¿Cuál es la Historia en Bilbao?

Reinvención de una ciudad en declive

Free tours Bilbao: paraguas, camisetas rojas y precariedad laboral

Bilbao Free Tour

Los free tours, o recorridos turísticos organizados a través de plataformas on line, en los que el visitante paga al guía la voluntad, eran ya una tendencia conocida antes de la pandemia. Sin embargo, es después del final de las restricciones de la pandemia cuando hemos podido contemplar desde nuestras ventanas la estampa novedosa de un Bilbao transitado por grupitos de paseantes dirigidos por hombres y mujeres jóvenes con camiseta roja. La dinámica de estos paseos es simple. Normalmente se acude a un punto de reunión en el que espera el guía provisto de un paraguas con logotipo para aumentar su visibilidad. A partir de ahí, el grupo es conducido por todos los puntos de interés habituales, en el Casco Viejo o el Ensanche, mientras se le facilitan explicaciones y anécdotas de todo tipo relacionadas con cada uno de los puntos de parada. Al final del trayecto, que suele durar aproximadamente dos horas, los turistas retribuyen a la guía o al guía con una propina que suele variar entre los 3 y los 8 euros. A esta modalidad de excursión urbana la llaman «free tour».

Existen opiniones encontradas acerca de estas visitas guiadas pseudo-gratuitas, espontáneas y totalmente ajenas a cualquier regulación municipal o de derecho laboral (pero que, llamativamente, cumplen los requisitos sanitarios del Covid-19). Unos lo ven como un fenómeno inevitable a la altura de los tiempos, en la línea del nuevo negocio on line tipo Airbnb, Blablacar o Glovo. Las empresas de receptivo y los guías oficiales, que tienen que cumplir normativas y pagar un potosí en impuestos y cotizaciones sociales, echan pestes del Free Tour, considerándolo un caso flagrante de competencia desleal y una lacra para la ecología urbana.

Entre ambos extremos se encuentra el caso de los propios guías, atrapados entre el triunfalismo tecnológico de los gurús digitales y la ojeriza vitriólica de los intereses creados. Ni qué decir tiene que, si estos cicerones del free tour pudieran elegir, estarían trabajando para una empresa de receptivo establecida, con contrato y tarifa habitual de 90 o 100 euros por tour, en lugar de depender de las propinas de los turistas como si fueran mozos de cuerda en un país tercermundista o inmigrantes rumanos en Palma de Mallorca.
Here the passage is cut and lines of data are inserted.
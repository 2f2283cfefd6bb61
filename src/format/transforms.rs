//! Value transforms
//!
//! Each transform takes the decoded node at a field's path and returns the
//! canonical value, or `None` when the node cannot be converted (the field
//! then takes its default).

use super::types::FormatContext;
use crate::decode::{walk_str, RawNode};
use crate::schema::{IndexPath, Transform};
use crate::types::{ImageSize, JsonValue};
use chrono::{DateTime, SecondsFormat};
use once_cell::sync::Lazy;
use regex::Regex;
use serde_json::json;
use url::Url;

static LINE_BREAK: Lazy<Regex> =
    Lazy::new(|| Regex::new(r"(?i)<br\s*/?>").expect("line break pattern is valid"));

/// Apply `transform` to a present node
pub fn apply(transform: Transform, node: &RawNode, ctx: &FormatContext) -> Option<JsonValue> {
    match transform {
        Transform::Raw => Some(node.clone()),
        Transform::Text => text(node).map(JsonValue::String),
        Transform::HtmlText => node.as_str().map(|s| JsonValue::String(html_text(s))),
        Transform::Integer => integer(node).map(JsonValue::from),
        Transform::Float => float(node).map(JsonValue::from),
        Transform::Flag => Some(JsonValue::Bool(flag(node))),
        Transform::InstallCount => match node {
            JsonValue::String(s) => parse_install_count(s).map(JsonValue::from),
            other => integer(other).map(JsonValue::from),
        },
        Transform::Micros => float(node).map(|m| json!(micros_to_amount(m))),
        Transform::Timestamp => integer(node).and_then(timestamp).map(JsonValue::String),
        Transform::ImageUrl => node
            .as_str()
            .map(|url| JsonValue::String(sized_image(url, ctx.image_size))),
        Transform::ImageList(inner) => Some(image_list(node, inner, ctx.image_size)),
        Transform::JoinStrings(sep) => join_strings(node, sep).map(JsonValue::String),
        Transform::QueryParam(name) => node
            .as_str()
            .and_then(|link| query_param(link, name, &ctx.base_url))
            .map(JsonValue::String),
        Transform::Histogram => histogram(node),
    }
}

fn text(node: &RawNode) -> Option<String> {
    match node {
        JsonValue::String(s) => Some(s.clone()),
        JsonValue::Number(n) => Some(n.to_string()),
        _ => None,
    }
}

fn integer(node: &RawNode) -> Option<i64> {
    match node {
        JsonValue::Number(n) => n.as_i64().or_else(|| n.as_f64().map(|f| f as i64)),
        JsonValue::String(s) => s.trim().parse().ok(),
        JsonValue::Bool(b) => Some(i64::from(*b)),
        _ => None,
    }
}

fn float(node: &RawNode) -> Option<f64> {
    match node {
        JsonValue::Number(n) => n.as_f64(),
        JsonValue::String(s) => s.trim().parse().ok(),
        _ => None,
    }
}

fn flag(node: &RawNode) -> bool {
    !matches!(node, JsonValue::Null | JsonValue::Bool(false))
}

/// Marketplace HTML fragment to plain text.
///
/// Line breaks become newlines, tags are dropped and entities decoded.
pub fn html_text(html: &str) -> String {
    let with_newlines = LINE_BREAK.replace_all(html, "\n");
    let fragment = scraper::Html::parse_fragment(&with_newlines);
    let text: String = fragment.root_element().text().collect();
    text.trim().to_string()
}

/// Localized install count ("10,000,000+", "1.000+") to an integer
pub fn parse_install_count(text: &str) -> Option<i64> {
    let digits: String = text.chars().filter(char::is_ascii_digit).collect();
    digits.parse().ok()
}

/// Price in micros to currency units
pub fn micros_to_amount(micros: f64) -> f64 {
    micros / 1_000_000.0
}

/// Unix seconds to RFC 3339 UTC
pub fn timestamp(secs: i64) -> Option<String> {
    DateTime::from_timestamp(secs, 0).map(|dt| dt.to_rfc3339_opts(SecondsFormat::Secs, true))
}

/// Append the rendition suffix, replacing any suffix the URL already has
pub fn sized_image(url: &str, size: Option<ImageSize>) -> String {
    let Some(size) = size else {
        return url.to_string();
    };

    let last_slash = url.rfind('/').unwrap_or(0);
    let base = match url.rfind('=') {
        Some(i) if i > last_slash => &url[..i],
        _ => url,
    };
    format!("{base}{}", size.suffix())
}

fn image_list(node: &RawNode, inner: IndexPath, size: Option<ImageSize>) -> JsonValue {
    let urls = node
        .as_array()
        .map(|items| {
            items
                .iter()
                .filter_map(|item| walk_str(item, inner))
                .map(|url| JsonValue::String(sized_image(url, size)))
                .collect()
        })
        .unwrap_or_default();
    JsonValue::Array(urls)
}

fn join_strings(node: &RawNode, sep: &str) -> Option<String> {
    fn collect<'a>(node: &'a RawNode, out: &mut Vec<&'a str>) {
        match node {
            JsonValue::String(s) if !s.is_empty() => out.push(s),
            JsonValue::Array(items) => items.iter().for_each(|item| collect(item, out)),
            _ => {}
        }
    }

    let mut parts = Vec::new();
    collect(node, &mut parts);
    if parts.is_empty() {
        None
    } else {
        Some(parts.join(sep))
    }
}

/// Query parameter of an absolute or host-relative link
pub fn query_param(link: &str, name: &str, base_url: &str) -> Option<String> {
    let url = Url::parse(link)
        .or_else(|_| Url::parse(base_url).and_then(|base| base.join(link)))
        .ok()?;
    url.query_pairs()
        .find(|(key, _)| *key == name)
        .map(|(_, value)| value.into_owned())
}

/// Five star buckets, one to five stars; each bucket holds `[_, count]`
fn histogram(node: &RawNode) -> Option<JsonValue> {
    let buckets = node.as_array()?;
    let counts: Vec<i64> = (1..=5)
        .map(|star| {
            buckets
                .get(star)
                .and_then(|bucket| bucket.get(1))
                .and_then(integer)
                .unwrap_or(0)
        })
        .collect();
    Some(json!(counts))
}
Ganarse la vida es duro en sectores tan maltratados por el Coronavirus como la gestión cultural y el turismo.

Podemos ver en los free tours tanto una señal de reactivación de la economía local como un triste indicio de decadencia del sector turístico en Bilbao. Depende de la perspectiva desde la cual se mire. De hecho, algunos guías de reconocido prestigio profesional, que hasta no hace mucho trabajaban para empresas establecidas, hoy aprovechan su experiencia y conocimiento del lugar para ganarse la vida con las propinas de los turistas. De otro modo tendrían que quedarse con los brazos cruzados en casa. Algo patético, pero muy frecuente en los tiempos que corren.

Irónicamente, las mismas agrupaciones políticas populistas que antes del Coronavirus protestaban contra el turismo de cruceros, hoy se erigen en defensoras de los intereses de las empresas de receptivo contra la anarquía y el intrusismo de los free tours. Pero no hay nada que hacer. Para bien o para mal, la ley está de parte de todos estos chiquilicuatros locuaces con camiseta roja y paraguas, gracias a un instrumento de la Unión Europea llamado Directiva Bolkestein, que desregula infinidad de servicios y profesiones libres. Todo seguirá así hasta que se haya conseguido desarrollar una nueva estrategia para el negocio turístico, basada en nuevas ideas, como por ejemplo tours temáticos, turismo de incentivos, gastronomía o ese nuevo Museo Ferroviario que desde hace años constituye la asignatura pendiente de una ciudad como Bilbao. Hasta entonces, lo que toca son paraguas blancos y un sálvese quien pueda.